FLYING THE WORLD ON A WHITE HORSE
Orlando Luis Pardo Lazo
SHITTY SONGS that mark the death of our poor and provincial heart. Trivial ballads of course. Mournful poems that our progenitors interpreted while performing their domestic chores on the weekend or while making mediocre love at night (that other domestic chore).
Bad music. The worst. Inimitable and without equal. Tropical bedroom kitsch. Light boleros and popcorn melodramas of cuckolds and hard women. Stanzas crushed with unforgettable verses, harmonies that will accompany us beyond the Final Judgment before a State Prosecutor or God.
With that soundtrack we sucked on titties and learned the first native words of Spanish, español, ezpañol. Genetic melodies, ringtones, pleasant despite their ingenuity. All of the background of swept neighborhoods under the howls of the baby we were and the oneiric onanisms of the adolescent we aged into without ever being one.
Today Cuba has forcefully muted the cries of condemnation and political demagoguery, theatrical pasture for the masses: the racket of the non-aesthetic end of a Revolution whose little soundtrack no one will ever hum again.
Today we are like zombies in the key of G sharp major, the most boring of the chords. Monotony of a musical staff left with empty microphones. Just as no one remembers the apocalyptic threats of the Premier of our only Party, so no one remembers the lyrics of the latest hit of last season’s ballads.
We delete scenes. Vacate barely at the rhythm of the undertow. Cuba as a perfect paronym of Coda.
And then, when hope finally leaves like an endemic disease, when we know that we are alone in our generation, and that we will not do anything that will be worth the trouble of thinking, then, tired of beating our heads against the suicidal ghosts and the pragmatic functionaries which unknowingly we have become, when the brilliance of the day-to-day becomes a mist passing through our conceptual cataracts of people who stole the time they were called on to live, then, the softness of that music of our Mongolian childhoods is still waiting there, like a visa to save us, like a talisman against dictatorships, totalitarian or democratized, like a pillow on which to to lay one’s neck, to ask love’s forgiveness for how much we chattered in its name and for how little we practiced it.

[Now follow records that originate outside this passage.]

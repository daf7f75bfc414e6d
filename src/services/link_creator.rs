// src/services/link_creator.rs - Business logic
use std::sync::Arc;

use log::{info, warn};

use crate::errors::CreationError;
use crate::repositories::RedirectStore;
use crate::services::{AnalyticsTracker, RateLimiter};
use crate::utils::text::escape_key;
use crate::validations::{sanitize_key, validate_target, with_default_scheme};

type Result<T> = std::result::Result<T, CreationError>;

pub struct LinkCreator<T: RedirectStore> {
    repository: Arc<T>,
    rate_limiter: Arc<RateLimiter>,
    analytics: Arc<AnalyticsTracker>,
    base_url: String,
}

impl<T: RedirectStore> LinkCreator<T> {
    pub fn new(
        repository: Arc<T>,
        rate_limiter: Arc<RateLimiter>,
        analytics: Arc<AnalyticsTracker>,
        base_url: String,
    ) -> Self {
        Self {
            repository,
            rate_limiter,
            analytics,
            base_url,
        }
    }

    /// Stores a new redirect on behalf of `requester_ip` and returns its short URL.
    ///
    /// The checks run in a fixed order and the first failing one decides the
    /// error. The requester's allowance is only spent once the key and the
    /// target have both been accepted.
    pub async fn create(&self, raw_key: &str, target: &str, requester_ip: &str) -> Result<String> {
        let key = sanitize_key(raw_key);

        if key.is_empty() || target.is_empty() {
            return Err(CreationError::MissingParameters);
        }

        // Not atomic with the write below: two creates racing on the same
        // fresh key can both get through, and the later one wins.
        if self.is_taken(&key).await {
            return Err(CreationError::KeyTaken);
        }

        let target = with_default_scheme(target);
        if validate_target(&target).is_err() {
            return Err(CreationError::InvalidUrl);
        }

        if !self.rate_limiter.try_consume(requester_ip) {
            info!(
                "Rejected creation of '{}' from {}: {} creations this window",
                key,
                requester_ip,
                self.rate_limiter.count(requester_ip)
            );
            return Err(CreationError::RateLimitExceeded {
                limit: self.rate_limiter.max_rate(),
            });
        }

        self.analytics.record_creation();

        self.repository
            .put(&key, &target)
            .await
            .map_err(|_| CreationError::StorageFailure)?;

        info!("Created redirect '{}' -> '{}'", key, target);
        Ok(format!("{}{}", self.base_url, escape_key(&key)))
    }

    async fn is_taken(&self, key: &str) -> bool {
        match self.repository.get(key).await {
            Ok(existing) => existing.is_some_and(|target| !target.is_empty()),
            Err(e) => {
                warn!("Could not check whether '{}' is taken: {}", key, e);
                false
            }
        }
    }
}
pub mod text;
use std::process;

use log::error;

mod app;
mod config;
mod db;
mod errors;
mod handlers;
mod middleware;
mod models;
mod repositories;
mod routes;
mod services;
mod types;
mod utils;
mod validations;

use errors::AppError;

#[actix_web::main]
async fn main() {
    // Run the server with error handling for critical failures
    if let Err(err) = app::server().await {
        match err {
            AppError::Server(e) => {
                error!("Critical server error: {}", e);
                process::exit(1);
            }
            AppError::Config(e) => {
                // The logger is not up yet when configuration fails
                eprintln!("Critical configuration error: {}", e);
                process::exit(2);
            }
            AppError::Logger(e) => {
                eprintln!("Critical logger error: {}", e);
                process::exit(3);
            }
            AppError::Database(e) => {
                error!("Critical database error: {}", e);
                process::exit(4);
            }
        }
    }
}
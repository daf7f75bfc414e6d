use std::sync::{Mutex, PoisonError};

use chrono::{DateTime, Duration, Utc};

use crate::models::StatsSnapshot;

/// Approximate, in-memory activity counters.
///
/// Only timestamps are kept, never keys or targets. Nothing survives a
/// restart.
pub struct AnalyticsTracker {
    window: Duration,
    creations: Mutex<Vec<DateTime<Utc>>>,
    redirects: Mutex<Vec<DateTime<Utc>>>,
}

impl AnalyticsTracker {
    pub fn new(window: Duration) -> Self {
        Self {
            window,
            creations: Mutex::new(Vec::new()),
            redirects: Mutex::new(Vec::new()),
        }
    }

    pub fn record_creation(&self) {
        self.record_creation_at(Utc::now());
    }

    pub fn record_redirect(&self) {
        self.record_redirect_at(Utc::now());
    }

    pub fn record_creation_at(&self, at: DateTime<Utc>) {
        push(&self.creations, at);
    }

    pub fn record_redirect_at(&self, at: DateTime<Utc>) {
        push(&self.redirects, at);
    }

    /// Counts events inside the window, forgetting older ones for good
    pub fn snapshot(&self) -> StatsSnapshot {
        self.snapshot_at(Utc::now())
    }

    pub fn snapshot_at(&self, now: DateTime<Utc>) -> StatsSnapshot {
        StatsSnapshot {
            creations_last_24h: prune(&self.creations, now, self.window),
            redirects_last_24h: prune(&self.redirects, now, self.window),
        }
    }
}

fn push(events: &Mutex<Vec<DateTime<Utc>>>, at: DateTime<Utc>) {
    events
        .lock()
        .unwrap_or_else(PoisonError::into_inner)
        .push(at);
}

fn prune(events: &Mutex<Vec<DateTime<Utc>>>, now: DateTime<Utc>, window: Duration) -> usize {
    let mut events = events.lock().unwrap_or_else(PoisonError::into_inner);
    events.retain(|at| now.signed_duration_since(*at) < window);
    events.len()
}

The entire culture will only make sense, then, in two or three trashy phrases that will express better than any treatise what we were but we ignored. Wretched hendecasyllables of those who had no intention to escape, because among their noxious metaphors, in some of their thousand-and-one honeyed voices (better than the false intelligence of the poets of truth), the secret soul of the final phase of this so-called Cubanness, will resonate.